● Provided entries
__________
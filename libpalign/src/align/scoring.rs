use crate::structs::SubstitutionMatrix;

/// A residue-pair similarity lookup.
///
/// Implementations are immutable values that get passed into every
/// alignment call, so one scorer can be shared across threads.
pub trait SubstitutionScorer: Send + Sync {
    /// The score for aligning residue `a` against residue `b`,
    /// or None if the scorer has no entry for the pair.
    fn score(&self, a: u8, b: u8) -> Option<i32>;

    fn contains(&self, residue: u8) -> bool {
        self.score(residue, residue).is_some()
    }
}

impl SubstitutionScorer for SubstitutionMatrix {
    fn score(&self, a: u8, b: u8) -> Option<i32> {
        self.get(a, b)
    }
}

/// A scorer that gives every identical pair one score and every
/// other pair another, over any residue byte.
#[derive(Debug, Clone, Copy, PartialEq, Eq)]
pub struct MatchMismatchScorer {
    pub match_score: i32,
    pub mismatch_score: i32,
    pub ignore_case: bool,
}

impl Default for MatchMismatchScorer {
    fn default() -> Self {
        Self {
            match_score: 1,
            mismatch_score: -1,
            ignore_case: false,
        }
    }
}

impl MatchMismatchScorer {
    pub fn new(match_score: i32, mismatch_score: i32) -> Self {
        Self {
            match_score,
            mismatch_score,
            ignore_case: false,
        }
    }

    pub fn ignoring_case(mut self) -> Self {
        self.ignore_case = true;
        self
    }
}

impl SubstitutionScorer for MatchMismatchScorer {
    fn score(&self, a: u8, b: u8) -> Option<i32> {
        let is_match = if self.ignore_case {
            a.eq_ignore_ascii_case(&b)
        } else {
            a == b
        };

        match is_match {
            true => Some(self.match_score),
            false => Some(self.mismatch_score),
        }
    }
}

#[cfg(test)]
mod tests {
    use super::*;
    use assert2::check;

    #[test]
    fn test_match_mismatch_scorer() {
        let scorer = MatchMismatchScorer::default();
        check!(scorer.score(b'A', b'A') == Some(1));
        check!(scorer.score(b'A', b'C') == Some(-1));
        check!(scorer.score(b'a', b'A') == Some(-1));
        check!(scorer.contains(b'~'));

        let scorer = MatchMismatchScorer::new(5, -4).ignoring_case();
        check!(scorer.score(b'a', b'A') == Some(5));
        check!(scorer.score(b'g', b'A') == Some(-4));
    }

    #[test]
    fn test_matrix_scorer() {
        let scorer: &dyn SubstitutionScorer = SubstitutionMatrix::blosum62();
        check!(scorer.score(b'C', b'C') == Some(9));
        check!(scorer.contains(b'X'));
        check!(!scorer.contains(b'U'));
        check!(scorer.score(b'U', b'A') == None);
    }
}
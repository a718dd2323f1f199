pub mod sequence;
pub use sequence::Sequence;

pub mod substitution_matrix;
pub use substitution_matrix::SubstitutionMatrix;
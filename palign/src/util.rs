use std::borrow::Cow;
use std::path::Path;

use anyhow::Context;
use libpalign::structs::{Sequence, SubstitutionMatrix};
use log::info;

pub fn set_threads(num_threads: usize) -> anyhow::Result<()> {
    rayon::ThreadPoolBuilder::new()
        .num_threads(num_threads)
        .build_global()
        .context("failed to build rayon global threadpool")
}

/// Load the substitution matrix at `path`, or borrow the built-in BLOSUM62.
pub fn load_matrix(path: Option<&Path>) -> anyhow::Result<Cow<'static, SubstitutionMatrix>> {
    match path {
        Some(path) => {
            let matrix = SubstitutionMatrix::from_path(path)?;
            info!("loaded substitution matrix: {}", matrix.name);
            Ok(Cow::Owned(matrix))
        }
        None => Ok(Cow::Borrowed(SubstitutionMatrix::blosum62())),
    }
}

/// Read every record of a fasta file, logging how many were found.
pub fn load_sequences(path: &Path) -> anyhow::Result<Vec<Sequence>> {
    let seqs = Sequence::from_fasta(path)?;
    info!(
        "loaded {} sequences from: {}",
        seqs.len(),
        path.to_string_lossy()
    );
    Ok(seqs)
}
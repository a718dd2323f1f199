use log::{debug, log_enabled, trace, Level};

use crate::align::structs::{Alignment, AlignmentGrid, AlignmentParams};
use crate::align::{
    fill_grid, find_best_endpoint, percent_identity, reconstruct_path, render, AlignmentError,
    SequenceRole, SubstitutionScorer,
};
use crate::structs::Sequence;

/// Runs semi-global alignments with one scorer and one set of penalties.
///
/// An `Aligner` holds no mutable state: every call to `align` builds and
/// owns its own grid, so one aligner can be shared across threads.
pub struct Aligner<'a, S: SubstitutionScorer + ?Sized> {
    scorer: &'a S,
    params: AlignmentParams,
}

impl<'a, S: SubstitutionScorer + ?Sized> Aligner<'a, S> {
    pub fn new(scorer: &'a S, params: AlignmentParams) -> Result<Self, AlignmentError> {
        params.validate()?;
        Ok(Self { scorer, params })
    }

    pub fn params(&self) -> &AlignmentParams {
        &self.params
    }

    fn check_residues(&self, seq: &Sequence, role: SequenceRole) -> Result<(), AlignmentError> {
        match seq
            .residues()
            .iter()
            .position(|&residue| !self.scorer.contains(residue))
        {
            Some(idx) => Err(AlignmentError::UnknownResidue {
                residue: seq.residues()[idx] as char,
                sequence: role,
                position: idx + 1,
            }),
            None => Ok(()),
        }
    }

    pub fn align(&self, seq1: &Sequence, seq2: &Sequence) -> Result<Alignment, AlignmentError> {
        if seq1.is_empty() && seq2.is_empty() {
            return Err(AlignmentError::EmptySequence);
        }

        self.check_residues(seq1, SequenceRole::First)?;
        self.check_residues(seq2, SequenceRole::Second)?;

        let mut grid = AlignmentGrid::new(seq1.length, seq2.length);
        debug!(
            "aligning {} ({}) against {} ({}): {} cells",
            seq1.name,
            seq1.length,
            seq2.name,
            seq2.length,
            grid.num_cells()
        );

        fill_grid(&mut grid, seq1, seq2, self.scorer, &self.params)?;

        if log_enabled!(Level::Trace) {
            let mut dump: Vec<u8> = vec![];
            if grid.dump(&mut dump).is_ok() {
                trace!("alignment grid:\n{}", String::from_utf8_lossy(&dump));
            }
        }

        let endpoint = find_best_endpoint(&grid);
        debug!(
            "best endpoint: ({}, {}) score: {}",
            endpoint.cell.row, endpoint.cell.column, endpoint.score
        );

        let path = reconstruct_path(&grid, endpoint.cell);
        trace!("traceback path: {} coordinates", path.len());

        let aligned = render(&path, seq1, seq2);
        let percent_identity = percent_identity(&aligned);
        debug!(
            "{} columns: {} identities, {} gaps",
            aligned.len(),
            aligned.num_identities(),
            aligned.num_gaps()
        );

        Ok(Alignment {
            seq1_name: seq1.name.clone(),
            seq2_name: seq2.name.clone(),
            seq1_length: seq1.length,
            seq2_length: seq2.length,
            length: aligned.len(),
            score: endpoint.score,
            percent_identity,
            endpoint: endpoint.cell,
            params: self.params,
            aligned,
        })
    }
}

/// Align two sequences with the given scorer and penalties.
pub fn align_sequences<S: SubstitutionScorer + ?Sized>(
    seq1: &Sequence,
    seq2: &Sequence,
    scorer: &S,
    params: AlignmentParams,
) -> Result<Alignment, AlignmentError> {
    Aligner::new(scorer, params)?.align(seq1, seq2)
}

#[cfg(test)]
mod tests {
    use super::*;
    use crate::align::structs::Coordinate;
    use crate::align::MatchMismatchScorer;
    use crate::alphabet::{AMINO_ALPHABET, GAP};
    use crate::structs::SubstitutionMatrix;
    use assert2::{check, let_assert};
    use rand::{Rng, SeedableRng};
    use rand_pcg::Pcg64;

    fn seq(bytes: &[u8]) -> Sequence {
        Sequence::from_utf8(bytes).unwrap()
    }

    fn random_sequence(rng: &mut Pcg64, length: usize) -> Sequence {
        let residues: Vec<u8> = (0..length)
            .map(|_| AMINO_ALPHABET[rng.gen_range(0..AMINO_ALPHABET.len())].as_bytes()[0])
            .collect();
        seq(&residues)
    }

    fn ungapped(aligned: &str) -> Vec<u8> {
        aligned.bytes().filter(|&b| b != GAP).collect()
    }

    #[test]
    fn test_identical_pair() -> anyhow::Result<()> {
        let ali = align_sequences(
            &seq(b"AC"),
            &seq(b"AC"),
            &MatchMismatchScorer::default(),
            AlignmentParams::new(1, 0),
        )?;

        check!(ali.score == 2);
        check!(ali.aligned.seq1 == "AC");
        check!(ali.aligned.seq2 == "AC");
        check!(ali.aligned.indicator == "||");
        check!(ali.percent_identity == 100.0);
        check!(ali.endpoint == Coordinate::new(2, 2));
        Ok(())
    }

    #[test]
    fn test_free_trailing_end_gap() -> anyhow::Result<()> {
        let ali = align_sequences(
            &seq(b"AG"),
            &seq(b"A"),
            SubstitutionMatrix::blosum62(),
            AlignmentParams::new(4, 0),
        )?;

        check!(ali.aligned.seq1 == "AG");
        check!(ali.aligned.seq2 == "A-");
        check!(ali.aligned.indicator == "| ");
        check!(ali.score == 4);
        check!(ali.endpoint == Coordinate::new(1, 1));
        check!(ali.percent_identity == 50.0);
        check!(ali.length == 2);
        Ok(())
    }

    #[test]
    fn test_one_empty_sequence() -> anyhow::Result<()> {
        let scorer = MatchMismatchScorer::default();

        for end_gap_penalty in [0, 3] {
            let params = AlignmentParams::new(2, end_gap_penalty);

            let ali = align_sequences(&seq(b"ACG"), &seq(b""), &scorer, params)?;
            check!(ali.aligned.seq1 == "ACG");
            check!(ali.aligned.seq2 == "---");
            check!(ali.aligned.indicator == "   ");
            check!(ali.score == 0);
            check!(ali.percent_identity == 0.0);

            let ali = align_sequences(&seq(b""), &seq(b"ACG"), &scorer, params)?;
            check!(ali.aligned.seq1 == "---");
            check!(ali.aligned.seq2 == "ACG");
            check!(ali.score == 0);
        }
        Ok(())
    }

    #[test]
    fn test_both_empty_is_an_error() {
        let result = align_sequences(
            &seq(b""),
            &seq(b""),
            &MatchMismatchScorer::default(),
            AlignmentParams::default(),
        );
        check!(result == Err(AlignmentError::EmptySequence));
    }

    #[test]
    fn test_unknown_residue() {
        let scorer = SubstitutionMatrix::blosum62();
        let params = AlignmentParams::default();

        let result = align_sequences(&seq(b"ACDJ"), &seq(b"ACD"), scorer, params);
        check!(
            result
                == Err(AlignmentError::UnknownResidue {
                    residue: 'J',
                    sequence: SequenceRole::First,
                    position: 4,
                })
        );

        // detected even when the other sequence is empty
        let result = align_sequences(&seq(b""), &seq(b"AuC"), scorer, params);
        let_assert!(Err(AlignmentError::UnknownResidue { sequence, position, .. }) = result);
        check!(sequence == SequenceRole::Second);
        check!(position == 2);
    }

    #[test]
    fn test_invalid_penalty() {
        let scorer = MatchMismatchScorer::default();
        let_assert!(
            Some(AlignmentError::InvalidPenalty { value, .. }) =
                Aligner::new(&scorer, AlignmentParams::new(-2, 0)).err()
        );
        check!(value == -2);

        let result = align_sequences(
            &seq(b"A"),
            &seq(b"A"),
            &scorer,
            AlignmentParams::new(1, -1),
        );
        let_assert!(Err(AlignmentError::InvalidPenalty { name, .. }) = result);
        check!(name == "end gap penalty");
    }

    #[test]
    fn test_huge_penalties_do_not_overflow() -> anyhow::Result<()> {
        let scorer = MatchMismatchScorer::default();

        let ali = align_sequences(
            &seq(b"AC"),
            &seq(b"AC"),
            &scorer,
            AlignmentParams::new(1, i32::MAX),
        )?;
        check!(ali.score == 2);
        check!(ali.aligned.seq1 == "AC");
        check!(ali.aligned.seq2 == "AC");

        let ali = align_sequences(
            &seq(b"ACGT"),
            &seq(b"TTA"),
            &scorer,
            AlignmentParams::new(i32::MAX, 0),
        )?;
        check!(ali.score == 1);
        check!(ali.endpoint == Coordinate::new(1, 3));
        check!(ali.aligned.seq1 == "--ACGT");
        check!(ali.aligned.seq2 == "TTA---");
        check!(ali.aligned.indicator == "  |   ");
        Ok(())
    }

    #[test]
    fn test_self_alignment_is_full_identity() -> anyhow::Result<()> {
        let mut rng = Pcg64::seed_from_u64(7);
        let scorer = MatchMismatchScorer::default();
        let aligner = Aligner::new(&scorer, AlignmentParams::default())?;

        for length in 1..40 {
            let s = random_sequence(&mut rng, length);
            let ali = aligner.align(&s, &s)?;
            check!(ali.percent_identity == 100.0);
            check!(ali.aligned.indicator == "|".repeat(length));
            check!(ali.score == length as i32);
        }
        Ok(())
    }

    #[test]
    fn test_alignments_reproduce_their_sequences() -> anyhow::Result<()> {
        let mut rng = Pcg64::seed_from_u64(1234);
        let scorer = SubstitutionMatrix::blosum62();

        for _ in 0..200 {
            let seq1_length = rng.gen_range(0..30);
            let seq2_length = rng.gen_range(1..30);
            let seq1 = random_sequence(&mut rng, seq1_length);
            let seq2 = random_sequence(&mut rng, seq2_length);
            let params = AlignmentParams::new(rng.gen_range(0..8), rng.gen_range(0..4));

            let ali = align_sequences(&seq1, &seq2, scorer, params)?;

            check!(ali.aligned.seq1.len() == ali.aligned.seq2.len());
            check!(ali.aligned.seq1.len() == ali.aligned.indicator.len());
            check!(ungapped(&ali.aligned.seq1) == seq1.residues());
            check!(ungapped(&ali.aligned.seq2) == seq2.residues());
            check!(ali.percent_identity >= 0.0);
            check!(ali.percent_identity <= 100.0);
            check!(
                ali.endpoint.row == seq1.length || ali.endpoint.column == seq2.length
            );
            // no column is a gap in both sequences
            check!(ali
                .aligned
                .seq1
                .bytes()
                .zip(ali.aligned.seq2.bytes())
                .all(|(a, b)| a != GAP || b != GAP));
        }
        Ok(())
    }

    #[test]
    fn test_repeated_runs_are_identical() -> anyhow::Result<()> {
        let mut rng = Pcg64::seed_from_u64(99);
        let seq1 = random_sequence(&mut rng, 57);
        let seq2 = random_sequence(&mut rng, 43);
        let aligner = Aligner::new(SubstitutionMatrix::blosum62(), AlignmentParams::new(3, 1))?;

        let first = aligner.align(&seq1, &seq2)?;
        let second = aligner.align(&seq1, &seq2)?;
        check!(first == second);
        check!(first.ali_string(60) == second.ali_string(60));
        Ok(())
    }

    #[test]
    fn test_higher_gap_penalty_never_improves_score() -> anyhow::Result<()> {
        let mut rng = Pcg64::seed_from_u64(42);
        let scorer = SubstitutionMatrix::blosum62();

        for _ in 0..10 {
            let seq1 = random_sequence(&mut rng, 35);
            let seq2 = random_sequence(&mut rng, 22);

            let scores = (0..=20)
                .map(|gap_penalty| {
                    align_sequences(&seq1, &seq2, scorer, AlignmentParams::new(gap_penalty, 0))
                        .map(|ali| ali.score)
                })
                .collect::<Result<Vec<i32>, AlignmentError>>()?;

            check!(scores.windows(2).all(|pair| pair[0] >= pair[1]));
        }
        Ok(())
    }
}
__________
● Your goal
Whenever a line of the data above includes the word "true", copy that line.

● Your response
        self.ignore_case = true;
            true => Some(self.match_score),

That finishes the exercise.